Voters authorized raising $15,000 to add to the Vernon Farmland Protection Fund, which helps protect open land by purchasing its development rights.

The library's budget request of $87,453 was approved, as was $1,100 for the Vernon Historians.

Language dictating how scholarships were awarded through the James Cusick Scholarships was changed to reflect that the scholarship is no longer being funded. The board wanted to stretch the remaining money so it will last longer.

At the urging of the Selectboard, voters passed over (did not vote on) an article to eliminate the office of Lister and authorize the board to contract with, or hire, an assessor.

'No' to elder services, fireworks; 'yes' to visiting nurses

Throughout the night, when the audience voted on a money question, a small chorus of “nay” rang out from the back right corner of the room.

For these audience members, they clearly felt the town was spending too much money.

For example, voters questioned the road foreman about the value of spending $100,000 to upgrade two seldom-used roads and $40,000 to upgrade culverts.

One resident reminded her fellow Vernonites that everyone could point to roads or services that they didn't use in town - and yet, as a community, everyone pays into the town because everybody uses something.

Two funding requests - the only articles defeated on March 2 - were nonetheless voted down.

The first was a request from the Elderly Assistance Fund for $5,000. The fund helps seniors in town with a variety of needs. In recent years, it has paid for snowplowing services, which came to approximately $5,000 or a little more each year.

The fund currently has approximately $50,000.

Kocsis urged voters to defeat the article because the Elderly Assistance Fund had a balance that exceeded the funding request. Voters defeated the request in a standing vote, 73–65.

Also defeated: a request for $2,000 to fund a public fireworks display.

Hannah Gantt, chair of the town picnic and fireworks committee, asked to amend the request to $5,000, the minimum needed by the fireworks company to host a show. Private donations did not come through, she said.

At this point, she said, it looks like the fireworks show will be cancelled this summer.

Berryere spoke in favor of funding the fireworks display because it drew people from surrounding towns to Vernon. A member of the fire department said the evening also acted as a fundraiser for the department.

Voters defeated the amendment and then defeated the article.

The atmosphere in the room felt tense when Terry Hyland, a staff member with Visiting Nurses of Vermont and New Hampshire, stood to speak to the organization's request for $3,250.

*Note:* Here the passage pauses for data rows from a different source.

//! Float-family validator
//!
//! Covers xs:float and xs:double. Both reduce to an f64 value space
//! here; the width only changes the parse step. NaN never satisfies a
//! bound facet since its comparisons are indeterminate, but it does
//! equal itself for enumeration membership.

use crate::error::{FacetError, FacetErrorKind, ValueError};
use crate::facets::{
    self, FacetKind, FacetTable, FacetValue, FacetsDefined, WhiteSpace, FLOAT_FACETS,
};
use crate::pattern::Pattern;
use crate::session::Session;
use crate::validators::{
    check_collapse_whitespace, check_exclusive_pairs, check_pattern, enumeration_error, Bounds,
    DatatypeValidator, EffectiveFacets, Family,
};
use crate::values::{FloatValue, FloatWidth};
use std::sync::Arc;

/// Resolved facets of a float-family type, own and inherited.
#[derive(Debug, Clone)]
pub struct FloatFacets {
    pub(crate) width: FloatWidth,
    pub(crate) bounds: Bounds<FloatValue>,
    pub(crate) patterns: Vec<Pattern>,
    pub(crate) enumeration: Option<Vec<FloatValue>>,
}

impl FloatFacets {
    fn mark_defined(&self, defined: &mut FacetsDefined) {
        self.bounds.mark_defined(defined);
        if !self.patterns.is_empty() {
            defined.insert(FacetKind::Pattern);
        }
        if self.enumeration.is_some() {
            defined.insert(FacetKind::Enumeration);
        }
    }
}

fn members_contain(members: &[FloatValue], value: &FloatValue) -> bool {
    members
        .iter()
        .any(|m| value.compare(m).is_equal() || (value.is_nan() && m.is_nan()))
}

/// Validator for xs:float, xs:double and their restrictions.
#[derive(Debug)]
pub struct FloatValidator {
    name: String,
    base: Option<Arc<dyn DatatypeValidator>>,
    facets: FloatFacets,
    defined: FacetsDefined,
}

impl FloatValidator {
    /// The built-in xs:float or xs:double type
    pub fn native(name: impl Into<String>, width: FloatWidth) -> Self {
        let mut defined = FacetsDefined::empty();
        defined.insert(FacetKind::WhiteSpace);
        Self {
            name: name.into(),
            base: None,
            facets: FloatFacets {
                width,
                bounds: Bounds::default(),
                patterns: Vec::new(),
                enumeration: None,
            },
            defined,
        }
    }

    /// Derive a new float type by restriction.
    pub fn derive(
        name: impl Into<String>,
        base: Arc<dyn DatatypeValidator>,
        table: &FacetTable,
    ) -> Result<Self, FacetError> {
        let base_facets = match base.effective_facets() {
            Some(EffectiveFacets::Float(f)) => f.clone(),
            _ => unreachable!("float type derived from a non-float base"),
        };
        let width = base_facets.width;
        let parse = move |s: &str| FloatValue::parse(s, width);

        let mut facets = base_facets.clone();
        let mut own_bounds = Bounds::default();
        let mut declared = FacetsDefined::empty();
        let mut enumeration_literals: Option<&[String]> = None;

        for (facet_name, value) in table.iter() {
            let kind = facets::recognize(facet_name, &FLOAT_FACETS)?;
            declared.insert(kind);
            match kind {
                FacetKind::MinInclusive
                | FacetKind::MinExclusive
                | FacetKind::MaxInclusive
                | FacetKind::MaxExclusive => {
                    own_bounds.apply(kind, facets::single_value(kind, value)?, parse)?;
                }
                FacetKind::Pattern => {
                    facets
                        .patterns
                        .push(Pattern::new(facets::single_value(kind, value)?)?);
                }
                FacetKind::Enumeration => match value {
                    FacetValue::Items(items) => enumeration_literals = Some(items),
                    FacetValue::Single(item) => {
                        enumeration_literals = Some(std::slice::from_ref(item))
                    }
                },
                FacetKind::WhiteSpace => {
                    check_collapse_whitespace(facets::single_value(kind, value)?)?;
                }
                _ => unreachable!("facet not admitted for the float family: {}", kind),
            }
        }

        check_exclusive_pairs(declared)?;
        own_bounds.check_narrowing(&base_facets.bounds, FloatValue::compare)?;
        facets.bounds.merge_from(&own_bounds);
        facets.bounds.check_consistency(FloatValue::compare)?;

        if let Some(literals) = enumeration_literals {
            let mut members = Vec::with_capacity(literals.len());
            for literal in literals {
                base.validate(literal, None).map_err(|e| {
                    FacetError::new(
                        FacetErrorKind::InvalidEnumerationMember,
                        format!("enumeration literal is not a value of the base type: {}", e),
                    )
                    .with_facet(FacetKind::Enumeration.as_str())
                    .with_value(literal)
                })?;
                let parsed = parse(literal).map_err(|_| {
                    FacetError::new(
                        FacetErrorKind::InvalidEnumerationMember,
                        "enumeration literal is not in the type's lexical space",
                    )
                    .with_facet(FacetKind::Enumeration.as_str())
                    .with_value(literal)
                })?;
                facets
                    .bounds
                    .check(&parsed, FloatValue::compare)
                    .map_err(|e| {
                        FacetError::new(
                            FacetErrorKind::InvalidEnumerationMember,
                            format!("enumeration literal fails the type's facets: {}", e),
                        )
                        .with_facet(FacetKind::Enumeration.as_str())
                        .with_value(literal)
                    })?;
                members.push(parsed);
            }
            facets.enumeration = Some(members);
        }

        let mut defined = base.facets_defined();
        facets.mark_defined(&mut defined);

        Ok(Self {
            name: name.into(),
            base: Some(base),
            facets,
            defined,
        })
    }
}

impl DatatypeValidator for FloatValidator {
    fn name(&self) -> &str {
        &self.name
    }

    fn family(&self) -> Family {
        Family::Float
    }

    fn base(&self) -> Option<&Arc<dyn DatatypeValidator>> {
        self.base.as_ref()
    }

    fn facets_defined(&self) -> FacetsDefined {
        self.defined
    }

    fn effective_facets(&self) -> Option<EffectiveFacets<'_>> {
        Some(EffectiveFacets::Float(&self.facets))
    }

    fn validate(&self, content: &str, _session: Option<&mut Session>) -> Result<(), ValueError> {
        let normalized = WhiteSpace::Collapse.normalize(content);
        for pattern in &self.facets.patterns {
            check_pattern(Some(pattern), &normalized)?;
        }
        let value = FloatValue::parse(&normalized, self.facets.width)?;
        self.facets.bounds.check(&value, FloatValue::compare)?;
        if let Some(ref members) = self.facets.enumeration {
            if !members_contain(members, &value) {
                return Err(enumeration_error(&normalized));
            }
        }
        Ok(())
    }
}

The organization delivers in-home medical and hospice care to area residents. According to Hyland, last year the organization served 33 patients in town and made 561 home visits. It also provided approximately $22,000 in charity services in Vernon, he said.

Andrew Gantt said, since the audience had already voted down money for seniors and picnic for the kids, they should also defeat the Visiting Nurses' request.

Kocsis quickly stood to remind the audience that he had urged to defeat the Elderly Assistance Fund article because the account already held more money than the committee would spend in a year.

Former Rep. Patty O'Donnell said that without visiting nurses, many people in Vernon would not receive quality medical care.

“We are better than this,” she said. “This is literally pennies for our houses.”

Voters approved the visiting nurses' request.

Ballot items

None of the races were contested at the polls Tuesday, when 647 of the town's 1,817 registered voters cast ballots. Eighty-four people returned absentee ballots.

Incumbents Jean Carr and Christopher Parker were re-elected to the Selectboard. Town Clerk Tim Arsenault was reelected, as was Town Treasurer Cindy Turnley.

On the school side, incumbent Chad Mulverhill was re-elected to the School Board. The $6,353,800 school budget passed, 289–199, with 159 people leaving the question blank.

The fiscal year 2021 school budget represents per-pupil spending of $17,178 and an increase in per-pupil spending of 5.8 percent compared to the current fiscal year.